Saved entries:

((

//! Deposits, bonuses, wallets and withdrawals.

use tracing::{debug, info, warn};

use super::{Engine, EngineError, FinanceError};
use crate::Amount;
use crate::locks::{LockToken, withdrawal_lock_key};
use crate::model::{IncomeKind, TransactionKind, TxId, TxStatus, UserId};

/// Public API
impl Engine {
    /// Record a deposit awaiting confirmation from `platform`.
    /// The balance is only credited once the record completes.
    pub async fn deposit(
        &self,
        user: UserId,
        amount: Amount,
        platform: &str,
    ) -> Result<TxId, EngineError> {
        if amount.is_zero() {
            return Err(FinanceError::InvalidAmount(amount).into());
        }

        let mut uow = self.store.begin();
        let ledger = uow
            .lock_ledger(user)
            .await
            .ok_or_else(|| Self::finance_unavailable(user))?;
        let tx = uow.append(
            ledger,
            TransactionKind::Deposit {
                platform: platform.to_string(),
            },
            amount,
            TxStatus::New,
        )
        .ok_or(FinanceError::InvalidAmount(amount))?;
        uow.commit();

        info!(user, tx, amount = %amount, platform, "deposit recorded");
        Ok(tx)
    }

    /// Move a transaction record forward.
    ///
    /// A deposit reaching `Completed` credits its amount to the balance in
    /// the same unit. A withdrawal reaching `Completed` frees the user's
    /// withdrawal lock, unless a newer withdrawal has taken it since.
    pub async fn advance_transaction(&self, tx: TxId, status: TxStatus) -> Result<(), EngineError> {
        let record = self
            .store
            .transaction(tx)
            .ok_or(FinanceError::TransactionNotFound(tx))?;
        let user = self
            .store
            .ledger_owner(record.ledger_id)
            .ok_or(FinanceError::TransactionNotFound(tx))?;

        let mut uow = self.store.begin();
        let ledger = uow
            .lock_ledger(user)
            .await
            .ok_or_else(|| Self::finance_unavailable(user))?;

        // re-read under the row lock, a concurrent advance may have won
        let record = uow
            .transaction(tx)
            .ok_or(FinanceError::TransactionNotFound(tx))?;
        if !record.status.can_advance_to(status) {
            return Err(FinanceError::InvalidStatusTransition {
                tx,
                from: record.status,
                to: status,
            }
            .into());
        }

        let completes = status == TxStatus::Completed;
        if completes && matches!(record.kind, TransactionKind::Deposit { .. })
            && !uow.ledger_mut(ledger).credit(record.amount)
        {
            return Err(FinanceError::InvalidAmount(record.amount).into());
        }
        uow.set_status(tx, status);
        uow.commit();

        if completes && matches!(record.kind, TransactionKind::Withdrawal { .. }) {
            if let Some(owner) = self.store.user(user) {
                self.release_withdrawal_lock(&owner.username, tx);
            }
        }

        info!(user, tx, kind = record.kind.label(), status = ?status, "transaction advanced");
        Ok(())
    }

    /// Credit a platform bonus.
    pub async fn grant_bonus(&self, user: UserId, amount: Amount) -> Result<TxId, EngineError> {
        if amount.is_zero() {
            return Err(FinanceError::InvalidAmount(amount).into());
        }

        let mut uow = self.store.begin();
        let ledger = uow
            .lock_ledger(user)
            .await
            .ok_or_else(|| Self::finance_unavailable(user))?;
        if !uow.ledger_mut(ledger).credit(amount) {
            return Err(FinanceError::InvalidAmount(amount).into());
        }
        let tx = uow.append(
            ledger,
            TransactionKind::income(IncomeKind::Bonus),
            amount,
            TxStatus::Completed,
        )
        .ok_or(FinanceError::InvalidAmount(amount))?;
        uow.commit();

        info!(user, tx, amount = %amount, "bonus granted");
        Ok(tx)
    }

    /// Set the wallet withdrawals are paid to.
    pub async fn change_wallet(&self, user: UserId, address: &str) -> Result<(), EngineError> {
        let address = address.trim();
        if address.is_empty() {
            return Err(FinanceError::InvalidWallet.into());
        }

        let mut uow = self.store.begin();
        let ledger = uow
            .lock_ledger(user)
            .await
            .ok_or_else(|| Self::finance_unavailable(user))?;
        uow.ledger_mut(ledger).wallet = Some(address.to_string());
        uow.commit();

        info!(user, wallet = address, "wallet changed");
        Ok(())
    }

    /// Request a withdrawal to the configured wallet.
    ///
    /// At most one withdrawal per user is in flight: the request takes the
    /// user's withdrawal lock, which is held until the withdrawal completes
    /// or the lock expires.
    pub async fn withdraw(&self, user: UserId, amount: Amount) -> Result<TxId, EngineError> {
        let owner = self
            .store
            .user(user)
            .ok_or_else(|| EngineError::UnknownUser(user.to_string()))?;
        let purged = self.locks.purge_expired();
        if purged > 0 {
            debug!(purged, "expired locks dropped");
        }

        let key = withdrawal_lock_key(&owner.username);
        let Some(token) = self.locks.try_acquire(&key, self.config.withdrawal_lock_ttl()) else {
            let remaining = self.locks.remaining(&key).map(|d| d.num_seconds());
            warn!(user, remaining_secs = ?remaining, "withdrawal already pending");
            return Err(FinanceError::WithdrawalLockExists(owner.username).into());
        };

        let result = self.debit_withdrawal(user, &owner.username, amount, token).await;
        if result.is_err() {
            self.locks.release(&key, token);
        }
        result
    }
}

/// Private API
impl Engine {
    async fn debit_withdrawal(
        &self,
        user: UserId,
        username: &str,
        amount: Amount,
        token: LockToken,
    ) -> Result<TxId, EngineError> {
        let mut uow = self.store.begin();
        let ledger = uow
            .lock_ledger(user)
            .await
            .ok_or_else(|| Self::finance_unavailable(user))?;

        let Some(wallet) = uow.ledger(ledger).wallet.clone() else {
            return Err(FinanceError::NoWalletConfigured(user).into());
        };
        if amount.is_zero() {
            return Err(FinanceError::InvalidAmount(amount).into());
        }
        let balance = uow.ledger(ledger).balance;
        if !uow.ledger_mut(ledger).debit(amount) {
            return Err(FinanceError::InsufficientBalance {
                user,
                balance,
                required: amount,
            }
            .into());
        }

        let tx = uow.append(
            ledger,
            TransactionKind::Withdrawal {
                wallet: wallet.clone(),
            },
            amount,
            TxStatus::New,
        )
        .ok_or(FinanceError::InvalidAmount(amount))?;
        // tracked before the record becomes visible
        self.withdrawals_in_flight
            .lock()
            .insert(username.to_string(), (tx, token));
        uow.commit();

        info!(user, tx, amount = %amount, wallet = %wallet, "withdrawal requested");
        Ok(tx)
    }

    /// Free the user's withdrawal lock if `tx` is the withdrawal holding it.
    fn release_withdrawal_lock(&self, username: &str, tx: TxId) {
        let mut in_flight = self.withdrawals_in_flight.lock();
        let Some(&(latest, token)) = in_flight.get(username) else {
            return;
        };
        if latest != tx {
            debug!(username, tx, latest, "stale withdrawal completed, lock kept");
            return;
        }
        in_flight.remove(username);
        self.locks.release(&withdrawal_lock_key(username), token);
    }
}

))

- _PROBLEM TO SOLVE_
From the data, collect all lines where the string "IncomeKind" appears.

- _OUTPUT OF THE EXERCISE_
use crate::model::{IncomeKind, TransactionKind, TxId, TxStatus, UserId};
            TransactionKind::income(IncomeKind::Bonus),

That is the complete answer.